In 2019, Ho was one of five ACLU lawyers featured in the documentary The Fight, produced by actress Kerry Washington, which followed his preparation, oral argument, and reaction in the United States Supreme Court proceedings around Department of Commerce v. New York.

Notable cases 
In 2018, Ho was a lead attorney in Fish v. Kobach, in which the district appeals court ruled that it was illegal to require documentary proof of citizenship in order to register to vote. Ho argued the case before the U.S. Court of Appeals for the Tenth Circuit, which affirmed the Kansas district court's ruling.
Ho argued twice against the Trump administration in front of the U.S. Supreme Court. In Department of Commerce v. New York (2019), Ho represented a coalition of immigrant advocacy groups who successfully challenged Donald Trump's plan to include a citizenship question on the 2020 United States census questionnaire. 
In Trump v. New York (2020), the ACLU unsuccessfully challenged the Trump administration's plan to exclude undocumented immigrants from the congressional apportionment process.
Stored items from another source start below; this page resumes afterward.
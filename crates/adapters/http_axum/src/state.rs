//! Shared application state for axum handlers.

use std::sync::Arc;

use workshift_app::ports::{Clock, EventPublisher, EventSubscriber, SystemClock};
use workshift_app::registry::StateRegistry;

/// Application state shared across all axum handlers.
///
/// `Clone` is implemented manually so the publisher type does not need to be
/// `Clone`; only the `Arc` and the clock handle are cloned.
pub struct AppState<EP, C = SystemClock> {
    /// Published entities, workday signals and calendars.
    pub registry: Arc<StateRegistry<EP>>,
    /// "Now" for queries evaluated on request, e.g. calendar ranges.
    pub clock: C,
}

impl<EP, C: Clone> Clone for AppState<EP, C> {
    fn clone(&self) -> Self {
        Self {
            registry: Arc::clone(&self.registry),
            clock: self.clock.clone(),
        }
    }
}

impl<EP, C> AppState<EP, C>
where
    EP: EventPublisher + EventSubscriber + Send + Sync + 'static,
    C: Clock + Clone + Send + Sync + 'static,
{
    pub fn new(registry: StateRegistry<EP>, clock: C) -> Self {
        Self::from_arc(Arc::new(registry), clock)
    }

    /// Share a registry the observers already publish into.
    ///
    /// Pass the clock the observers run on so range queries and published
    /// states agree on which day is today.
    pub fn from_arc(registry: Arc<StateRegistry<EP>>, clock: C) -> Self {
        Self { registry, clock }
    }
}
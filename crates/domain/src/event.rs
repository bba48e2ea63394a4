//! Event — an immutable record of something that happened.
//!
//! Events are produced when a published entity changes state and when an
//! external workday signal receives a new value.

use serde::{Deserialize, Serialize};

use crate::id::EventId;
use crate::time::{Timestamp, now};

/// Kind of event carried on the bus.
#[derive(Debug, Clone, Copy, PartialEq, Eq, Serialize, Deserialize)]
#[serde(rename_all = "snake_case")]
pub enum EventType {
    /// A published entity changed state. Data: `{"from": …, "to": …}`.
    StateChanged,
    /// An external signal received a value. Data: `{"state": …}`.
    SignalChanged,
}

/// A single bus event.
#[derive(Debug, Clone, PartialEq, Serialize, Deserialize)]
pub struct Event {
    pub id: EventId,
    pub event_type: EventType,
    /// Entity or signal the event is about.
    pub entity_id: String,
    pub data: serde_json::Value,
    pub timestamp: Timestamp,
}

impl Event {
    /// Create an event stamped with the current time.
    #[must_use]
    pub fn new(event_type: EventType, entity_id: impl Into<String>, data: serde_json::Value) -> Self {
        Self {
            id: EventId::new(),
            event_type,
            entity_id: entity_id.into(),
            data,
            timestamp: now(),
        }
    }

    /// Whether this is a signal change for one of `signal_ids`.
    #[must_use]
    pub fn is_signal_change_for(&self, signal_ids: &[String]) -> bool {
        self.event_type == EventType::SignalChanged
            && signal_ids.iter().any(|id| *id == self.entity_id)
    }
}
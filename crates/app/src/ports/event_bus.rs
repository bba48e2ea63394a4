//! Event bus port — publish/subscribe for state and signal changes.

use std::future::Future;

use tokio::sync::broadcast;

use workshift_domain::error::WorkshiftError;
use workshift_domain::event::Event;

/// Publishes events to interested subscribers.
pub trait EventPublisher {
    /// Publish an event to all current subscribers.
    fn publish(&self, event: Event) -> impl Future<Output = Result<(), WorkshiftError>> + Send;
}

impl<T: EventPublisher + Send + Sync> EventPublisher for std::sync::Arc<T> {
    fn publish(&self, event: Event) -> impl Future<Output = Result<(), WorkshiftError>> + Send {
        (**self).publish(event)
    }
}

/// Hands out receivers for events published *after* the call.
///
/// Dropping the receiver unsubscribes.
pub trait EventSubscriber {
    fn subscribe(&self) -> broadcast::Receiver<Event>;
}

impl<T: EventSubscriber> EventSubscriber for std::sync::Arc<T> {
    fn subscribe(&self) -> broadcast::Receiver<Event> {
        (**self).subscribe()
    }
}
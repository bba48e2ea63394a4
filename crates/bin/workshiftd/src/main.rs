//! # workshiftd — workshift daemon
//!
//! Composition root that wires the schedules, observers and HTTP adapter
//! together and starts the server.
//!
//! ## Responsibilities
//! - Parse configuration (env vars, config file)
//! - Install the `tracing` subscriber
//! - Load the localised default shift label
//! - Seed the workday signals and start one integration per schedule
//! - Build the axum router over the shared state registry
//! - Bind to a TCP port and serve
//! - Handle graceful shutdown (SIGTERM/SIGINT), tearing down every observer
//!
//! ## Dependency rule
//! This is the **only** crate that depends on all other crates.
//! It is the wiring layer — no domain logic belongs here.

mod config;

use std::sync::Arc;

use anyhow::Context;
use tracing_subscriber::EnvFilter;

use workshift_adapter_http_axum::router;
use workshift_adapter_http_axum::state::AppState;
use workshift_app::event_bus::InProcessEventBus;
use workshift_app::integration::WorkshiftIntegration;
use workshift_app::label::load_shift_label;
use workshift_app::ports::SystemClock;
use workshift_app::registry::StateRegistry;
use workshift_domain::id::EntryId;
use workshift_domain::schedule::ScheduleConfig;
use workshift_domain::time::{local_date, now};

use crate::config::Config;

#[tokio::main(flavor = "current_thread")]
async fn main() -> anyhow::Result<()> {
    let config = Config::load().context("loading configuration")?;

    tracing_subscriber::fmt()
        .with_env_filter(EnvFilter::new(&config.logging.filter))
        .init();

    let host_zone = config.time_zone();
    let label = load_shift_label(&config.host.translations_dir, &config.host.language).await;

    // Event bus and shared state
    let event_bus = Arc::new(InProcessEventBus::default());
    let registry = Arc::new(StateRegistry::new(Arc::clone(&event_bus)));
    for (signal_id, raw) in &config.signals {
        registry.set_signal(signal_id.clone(), raw.clone()).await?;
    }

    // Integrations
    let today = local_date(now(), host_zone);
    let mut integrations = Vec::with_capacity(config.schedules.len());
    for settings in &config.schedules {
        let schedule = ScheduleConfig::builder_from_settings(settings, today, host_zone)
            .default_label(label.clone())
            .build();
        let mut integration = WorkshiftIntegration::new(
            EntryId::for_schedule(&settings.name),
            Arc::new(schedule),
            Arc::clone(&registry),
            SystemClock,
        );
        integration
            .start()
            .await
            .with_context(|| format!("starting schedule {:?}", settings.name))?;
        integrations.push(integration);
    }
    if integrations.is_empty() {
        tracing::warn!("no schedules configured, serving an empty registry");
    }

    // HTTP
    let app = router::build(AppState::from_arc(Arc::clone(&registry), SystemClock));
    let bind_addr = config.bind_addr();
    let listener = tokio::net::TcpListener::bind(&bind_addr)
        .await
        .with_context(|| format!("binding {bind_addr}"))?;
    tracing::info!(%bind_addr, schedules = integrations.len(), "workshiftd listening");

    axum::serve(listener, app)
        .with_graceful_shutdown(shutdown_signal())
        .await?;

    for integration in &mut integrations {
        integration.teardown().await;
    }
    tracing::info!("workshiftd stopped");
    Ok(())
}

async fn shutdown_signal() {
    let ctrl_c = async {
        if let Err(err) = tokio::signal::ctrl_c().await {
            tracing::error!(error = %err, "cannot listen for ctrl-c");
            std::future::pending::<()>().await;
        }
    };

    #[cfg(unix)]
    let terminate = async {
        match tokio::signal::unix::signal(tokio::signal::unix::SignalKind::terminate()) {
            Ok(mut signal) => {
                signal.recv().await;
            }
            Err(err) => {
                tracing::error!(error = %err, "cannot listen for SIGTERM");
                std::future::pending::<()>().await;
            }
        }
    };

    #[cfg(not(unix))]
    let terminate = std::future::pending::<()>();

    tokio::select! {
        () = ctrl_c => {}
        () = terminate => {}
    }
    tracing::info!("shutdown requested");
}
//! JSON REST API handler modules.

#[allow(clippy::missing_errors_doc)]
pub mod calendars;
#[allow(clippy::missing_errors_doc)]
pub mod entities;
#[allow(clippy::missing_errors_doc)]
pub mod signals;
pub mod sse;

use axum::Router;
use axum::routing::{get, put};

use workshift_app::ports::{Clock, EventPublisher, EventSubscriber};

use crate::state::AppState;

/// Build the `/api` sub-router.
pub fn routes<EP, C>() -> Router<AppState<EP, C>>
where
    EP: EventPublisher + EventSubscriber + Send + Sync + 'static,
    C: Clock + Clone + Send + Sync + 'static,
{
    Router::new()
        .route("/entities", get(entities::list::<EP, C>))
        .route("/entities/{entity_id}", get(entities::get::<EP, C>))
        .route("/signals", get(signals::list::<EP, C>))
        .route("/signals/{signal_id}", put(signals::update::<EP, C>))
        .route(
            "/calendars/{entity_id}/events",
            get(calendars::events::<EP, C>),
        )
        .route("/events/stream", get(sse::stream::<EP, C>))
}
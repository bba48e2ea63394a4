//! Time and timestamp helpers.

use chrono::{
    DateTime, Duration, LocalResult, NaiveDate, NaiveDateTime, NaiveTime, Offset, TimeZone, Utc,
};
use chrono_tz::Tz;

/// UTC timestamp used for `last_changed`, `last_updated`, event times, etc.
pub type Timestamp = DateTime<Utc>;

/// Return the current UTC time.
///
/// Only adapters call this; the resolver always receives "now" from its caller.
#[must_use]
pub fn now() -> Timestamp {
    Utc::now()
}

/// Local calendar date of `instant` in `tz`.
#[must_use]
pub fn local_date(instant: Timestamp, tz: Tz) -> NaiveDate {
    instant.with_timezone(&tz).date_naive()
}

/// Attach `time` to `date` in `tz`.
///
/// An ambiguous local time (clocks going back) maps to the earlier instant.
/// A local time inside a gap (clocks going forward) is read with the offset in
/// force before the gap, which moves it forward by the size of the gap:
/// `02:30` on a spring-forward night becomes `03:30`.
#[must_use]
pub fn combine(date: NaiveDate, time: NaiveTime, tz: Tz) -> DateTime<Tz> {
    let naive = NaiveDateTime::new(date, time);
    match tz.from_local_datetime(&naive) {
        LocalResult::Single(dt) => dt,
        LocalResult::Ambiguous(earliest, _) => earliest,
        LocalResult::None => {
            let before = tz.offset_from_utc_datetime(&(naive - Duration::days(1)));
            let utc = naive - Duration::seconds(i64::from(before.fix().local_minus_utc()));
            tz.from_utc_datetime(&utc)
        }
    }
}

/// First instant of the local day following `instant` in `tz`.
#[must_use]
pub fn next_local_midnight(instant: Timestamp, tz: Tz) -> Timestamp {
    let tomorrow = local_date(instant, tz)
        .succ_opt()
        .unwrap_or(NaiveDate::MAX);
    combine(tomorrow, NaiveTime::MIN, tz).with_timezone(&Utc)
}
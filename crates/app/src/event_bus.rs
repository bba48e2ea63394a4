//! In-process event bus backed by a tokio broadcast channel.

use std::future::Future;

use tokio::sync::broadcast;

use workshift_domain::error::WorkshiftError;
use workshift_domain::event::Event;

use crate::ports::{EventPublisher, EventSubscriber};

/// Default channel capacity used by the daemon.
pub const DEFAULT_CAPACITY: usize = 256;

/// In-process event bus using a tokio [`broadcast`] channel.
///
/// Publishing succeeds even when there are no active subscribers
/// (the event is simply dropped).
pub struct InProcessEventBus {
    sender: broadcast::Sender<Event>,
}

impl InProcessEventBus {
    /// Create a new event bus with the given channel capacity.
    #[must_use]
    pub fn new(capacity: usize) -> Self {
        let (sender, _) = broadcast::channel(capacity);
        Self { sender }
    }
}

impl EventSubscriber for InProcessEventBus {
    /// Returns a receiver that will get all events published *after*
    /// the subscription is created.
    fn subscribe(&self) -> broadcast::Receiver<Event> {
        self.sender.subscribe()
    }
}

impl Default for InProcessEventBus {
    fn default() -> Self {
        Self::new(DEFAULT_CAPACITY)
    }
}

impl EventPublisher for InProcessEventBus {
    fn publish(&self, event: Event) -> impl Future<Output = Result<(), WorkshiftError>> + Send {
        // send only fails with zero receivers
        if let Err(err) = self.sender.send(event) {
            tracing::trace!(entity_id = %err.0.entity_id, "event dropped, no subscribers");
        }
        async { Ok(()) }
    }
}
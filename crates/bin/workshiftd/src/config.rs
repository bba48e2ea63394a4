//! Configuration loading — TOML file with environment variable overrides.
//!
//! Looks for `workshift.toml` in the working directory, or the file named by
//! `WORKSHIFT_CONFIG`. Every field has a sensible default so the file is
//! optional. Environment variables take precedence over file values.

use std::collections::{BTreeMap, BTreeSet};
use std::path::PathBuf;

use chrono_tz::Tz;
use serde::Deserialize;

use workshift_domain::entity::slugify;
use workshift_domain::error::ValidationError;
use workshift_domain::schedule::ScheduleSettings;

const DEFAULT_PATH: &str = "workshift.toml";

/// Top-level configuration.
#[derive(Debug, Default, Deserialize)]
#[serde(default)]
pub struct Config {
    /// HTTP server settings.
    pub server: ServerConfig,
    /// Logging settings.
    pub logging: LoggingConfig,
    /// Host-wide settings shared by every schedule.
    pub host: HostConfig,
    /// Initial raw values of workday signals, keyed by signal id.
    pub signals: BTreeMap<String, String>,
    /// One entry per rotating schedule.
    pub schedules: Vec<ScheduleSettings>,
}

/// HTTP listener configuration.
#[derive(Debug, Deserialize)]
#[serde(default)]
pub struct ServerConfig {
    /// Address to bind to (e.g. `0.0.0.0`).
    pub host: String,
    /// TCP port.
    pub port: u16,
}

/// Logging configuration.
#[derive(Debug, Deserialize)]
#[serde(default)]
pub struct LoggingConfig {
    /// Filter directive (`RUST_LOG` syntax).
    pub filter: String,
}

#[derive(Debug, Deserialize)]
#[serde(default)]
pub struct HostConfig {
    /// IANA zone used by schedules that do not name their own.
    pub time_zone: String,
    /// Language of the default shift label.
    pub language: String,
    /// Directory holding `<language>.json` translation files.
    pub translations_dir: PathBuf,
}

impl Config {
    /// Load configuration from `workshift.toml` (if present) then apply
    /// environment-variable overrides.
    ///
    /// # Errors
    ///
    /// Returns an error if the TOML file exists but is malformed, or if any
    /// schedule fails validation.
    pub fn load() -> Result<Self, ConfigError> {
        let path = std::env::var("WORKSHIFT_CONFIG").unwrap_or_else(|_| DEFAULT_PATH.to_string());
        let mut config = Self::from_file(&path)?;
        config.apply_overrides(|key| std::env::var(key).ok());
        config.validate()?;
        Ok(config)
    }

    fn from_file(path: &str) -> Result<Self, ConfigError> {
        match std::fs::read_to_string(path) {
            Ok(content) => toml::from_str(&content).map_err(ConfigError::Parse),
            Err(err) if err.kind() == std::io::ErrorKind::NotFound => Ok(Self::default()),
            Err(err) => Err(ConfigError::Io(err)),
        }
    }

    fn apply_overrides(&mut self, var: impl Fn(&str) -> Option<String>) {
        if let Some(val) = var("WORKSHIFT_HOST") {
            self.server.host = val;
        }
        if let Some(val) = var("WORKSHIFT_PORT")
            && let Ok(port) = val.parse()
        {
            self.server.port = port;
        }
        if let Some(val) = var("WORKSHIFT_BIND")
            && let Some((host, port)) = val.rsplit_once(':')
        {
            self.server.host = host.to_string();
            if let Ok(port) = port.parse() {
                self.server.port = port;
            }
        }
        if let Some(val) = var("WORKSHIFT_LOG") {
            self.logging.filter = val;
        }
        if let Some(val) = var("RUST_LOG") {
            self.logging.filter = val;
        }
        if let Some(val) = var("WORKSHIFT_TIME_ZONE") {
            self.host.time_zone = val;
        }
    }

    fn validate(&self) -> Result<(), ConfigError> {
        if self.server.port == 0 {
            return Err(ConfigError::Validation("port must be non-zero".to_string()));
        }
        if self.host.time_zone.parse::<Tz>().is_err() {
            return Err(ConfigError::Validation(format!(
                "unknown host time zone {:?}",
                self.host.time_zone
            )));
        }

        let mut names = BTreeSet::new();
        for settings in &self.schedules {
            settings.validate().map_err(|source| ConfigError::Schedule {
                name: settings.name.clone(),
                source,
            })?;
            // entity ids are built from the slug
            if !names.insert(slugify(&settings.name)) {
                return Err(ConfigError::Schedule {
                    name: settings.name.clone(),
                    source: ValidationError::DuplicateName(settings.name.clone()),
                });
            }
        }
        Ok(())
    }

    /// Return the `host:port` bind address.
    #[must_use]
    pub fn bind_addr(&self) -> String {
        format!("{}:{}", self.server.host, self.server.port)
    }

    /// Parsed host time zone; UTC if the value was never validated.
    #[must_use]
    pub fn time_zone(&self) -> Tz {
        self.host.time_zone.parse().unwrap_or(Tz::UTC)
    }
}

impl Default for ServerConfig {
    fn default() -> Self {
        Self {
            host: "0.0.0.0".to_string(),
            port: 3000,
        }
    }
}

impl Default for LoggingConfig {
    fn default() -> Self {
        Self {
            filter: "workshiftd=info,workshift_app=info,workshift_domain=info,tower_http=debug".to_string(),
        }
    }
}

impl Default for HostConfig {
    fn default() -> Self {
        Self {
            time_zone: "UTC".to_string(),
            language: "en".to_string(),
            translations_dir: PathBuf::from("translations"),
        }
    }
}

/// Configuration errors.
#[derive(Debug, thiserror::Error)]
pub enum ConfigError {
    /// TOML parse failure.
    #[error("failed to parse config file")]
    Parse(#[from] toml::de::Error),
    /// File I/O failure.
    #[error("failed to read config file")]
    Io(#[from] std::io::Error),
    /// Semantic validation failure.
    #[error("invalid configuration: {0}")]
    Validation(String),
    /// A schedule entry was rejected.
    #[error("invalid schedule {name:?}")]
    Schedule {
        name: String,
        #[source]
        source: ValidationError,
    },
}
//! Manual days off — inclusive date ranges that force "no shift".

use chrono::NaiveDate;

use super::settings::parse_date;
use crate::error::ValidationError;

/// An inclusive range of calendar dates.
#[derive(Debug, Clone, Copy, PartialEq, Eq, PartialOrd, Ord)]
pub struct DayOffRange {
    pub start: NaiveDate,
    pub end: NaiveDate,
}

impl DayOffRange {
    /// A range covering a single date.
    #[must_use]
    pub fn single(date: NaiveDate) -> Self {
        Self {
            start: date,
            end: date,
        }
    }

    /// Build a range, rejecting `end < start`.
    ///
    /// # Errors
    ///
    /// Returns [`ValidationError::InvalidDayOff`] when the range is reversed.
    pub fn new(start: NaiveDate, end: NaiveDate) -> Result<Self, ValidationError> {
        if end < start {
            return Err(ValidationError::InvalidDayOff(format!("{start}..{end}")));
        }
        Ok(Self { start, end })
    }

    /// Parse `YYYY-MM-DD` or `YYYY-MM-DD..YYYY-MM-DD`.
    ///
    /// # Errors
    ///
    /// Returns [`ValidationError::InvalidDayOff`] for unparseable dates or a
    /// reversed range.
    pub fn parse(entry: &str) -> Result<Self, ValidationError> {
        let entry = entry.trim();
        let invalid = || ValidationError::InvalidDayOff(entry.to_string());
        let date = |raw: &str| parse_date(raw).ok_or_else(invalid);

        match entry.split_once("..") {
            Some((start, end)) => Self::new(date(start)?, date(end)?),
            None => date(entry).map(Self::single),
        }
    }

    /// Parse a comma- or newline-separated list, skipping blank entries.
    ///
    /// # Errors
    ///
    /// Returns the first entry that fails [`parse`](Self::parse).
    pub fn parse_list(input: &str) -> Result<Vec<Self>, ValidationError> {
        split_entries(input).map(Self::parse).collect()
    }

    #[must_use]
    pub fn contains(&self, date: NaiveDate) -> bool {
        self.start <= date && date <= self.end
    }
}

/// Split raw input on commas and newlines, dropping blanks.
pub(crate) fn split_entries(input: &str) -> impl Iterator<Item = &str> {
    input
        .split([',', '\n'])
        .map(str::trim)
        .filter(|entry| !entry.is_empty())
}

/// A normalised set of disjoint day-off ranges.
#[derive(Debug, Clone, PartialEq, Eq, Default)]
pub struct DaysOff(Vec<DayOffRange>);

impl DaysOff {
    /// Sort the ranges and merge overlapping or adjacent ones.
    #[must_use]
    pub fn new(ranges: impl IntoIterator<Item = DayOffRange>) -> Self {
        let mut sorted: Vec<DayOffRange> = ranges.into_iter().collect();
        sorted.sort();

        let mut merged: Vec<DayOffRange> = Vec::with_capacity(sorted.len());
        for range in sorted {
            match merged.last_mut() {
                Some(last) if range.start <= last.end.succ_opt().unwrap_or(NaiveDate::MAX) => {
                    last.end = last.end.max(range.end);
                }
                _ => merged.push(range),
            }
        }
        Self(merged)
    }

    #[must_use]
    pub fn contains(&self, date: NaiveDate) -> bool {
        self.0.iter().any(|range| range.contains(date))
    }

    #[must_use]
    pub fn ranges(&self) -> &[DayOffRange] {
        &self.0
    }

    #[must_use]
    pub fn is_empty(&self) -> bool {
        self.0.is_empty()
    }
}

#[cfg(test)]
mod tests {
    use super::*;

    fn d(day: u32) -> NaiveDate {
        NaiveDate::from_ymd_opt(2025, 1, day).unwrap()
    }

    #[test]
    fn should_parse_single_date() {
        let range = DayOffRange::parse("2025-01-06").unwrap();
        assert_eq!(range, DayOffRange::single(d(6)));
    }

    #[test]
    fn should_parse_date_range() {
        let range = DayOffRange::parse(" 2025-01-06..2025-01-10 ").unwrap();
        assert_eq!(range.start, d(6));
        assert_eq!(range.end, d(10));
    }

    #[test]
    fn should_reject_reversed_range() {
        let result = DayOffRange::parse("2025-01-10..2025-01-06");
        assert!(matches!(result, Err(ValidationError::InvalidDayOff(_))));
    }

    #[test]
    fn should_reject_garbage() {
        assert!(DayOffRange::parse("next tuesday").is_err());
        assert!(DayOffRange::parse("2025-01-06..").is_err());
    }

    #[test]
    fn should_parse_comma_and_newline_separated_list() {
        let ranges = DayOffRange::parse_list("2025-01-06, 2025-01-08..2025-01-09\n\n2025-01-20").unwrap();
        assert_eq!(ranges.len(), 3);
        assert_eq!(ranges[2], DayOffRange::single(d(20)));
    }

    #[test]
    fn should_merge_overlapping_and_adjacent_ranges() {
        let days_off = DaysOff::new([
            DayOffRange::new(d(10), d(12)).unwrap(),
            DayOffRange::single(d(6)),
            DayOffRange::new(d(7), d(8)).unwrap(),
            DayOffRange::new(d(11), d(15)).unwrap(),
        ]);
        assert_eq!(
            days_off.ranges(),
            &[
                DayOffRange::new(d(6), d(8)).unwrap(),
                DayOffRange::new(d(10), d(15)).unwrap(),
            ]
        );
    }

    #[test]
    fn should_check_membership_inclusively() {
        let days_off = DaysOff::new([DayOffRange::new(d(6), d(10)).unwrap()]);
        assert!(days_off.contains(d(6)));
        assert!(days_off.contains(d(10)));
        assert!(!days_off.contains(d(5)));
        assert!(!days_off.contains(d(11)));
    }
}
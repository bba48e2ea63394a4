//! # workshift-adapter-http-axum
//!
//! HTTP adapter built on [axum](https://docs.rs/axum).
//!
//! ## Responsibilities
//! - Serve a **JSON API** over the published entities (`/api/entities`)
//! - Accept workday **signal updates** from the host (`/api/signals`)
//! - Answer **calendar range queries** (`/api/calendars/{id}/events`)
//! - Stream bus events as **Server-Sent Events** (`/api/events/stream`)
//!
//! ## Dependency rule
//! Depends on `workshift-app` (registry and ports) and `workshift-domain`
//! (types used in request/response mapping). Never leaks axum types into
//! the domain.

pub mod api;
pub mod error;
pub mod router;
pub mod state;
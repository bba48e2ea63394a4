//! Schedule — the rotation configuration and the resolver built on it.
//!
//! A schedule anchors a cyclic pattern of shift codes on a calendar date.
//! Each code maps to a start time; every shift lasts the same number of
//! hours. Manual days off and an optional workday signal can suppress a day.

mod config;
mod days_off;
mod occurrence;
mod pattern;
mod resolver;
mod settings;
mod workday;

pub use config::{DEFAULT_SHIFT_LABEL, ScheduleConfig, ScheduleConfigBuilder};
pub use days_off::{DayOffRange, DaysOff};
pub use occurrence::ShiftOccurrence;
pub use pattern::{Pattern, PatternSlot};
pub use resolver::{DEFAULT_SEARCH_HORIZON_DAYS, ShiftResolver};
pub use settings::{
    DEFAULT_NAME, DEFAULT_PATTERN, DEFAULT_SHIFT_HOURS, DEFAULT_SHIFTS_PER_DAY, MAX_SHIFT_HOURS,
    MAX_SHIFTS_PER_DAY, ScheduleSettings,
};
pub use workday::{NoSignals, SignalSnapshot, WorkdayOverride, WorkdaySource, WorkdayState};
Nomination to district court 

Since the start of President Joe Biden's administration, Ho has been considered a potential nominee for a federal judgeship. On June 7, 2021, Senate Majority Leader Chuck Schumer recommended Ho for a federal judgeship to the United States District Court for the Southern District of New York. On September 30, 2021,  Biden nominated Ho to serve as a judge of that court, to the seat vacated by Judge Katherine B. Forrest, who resigned on September 11, 2018.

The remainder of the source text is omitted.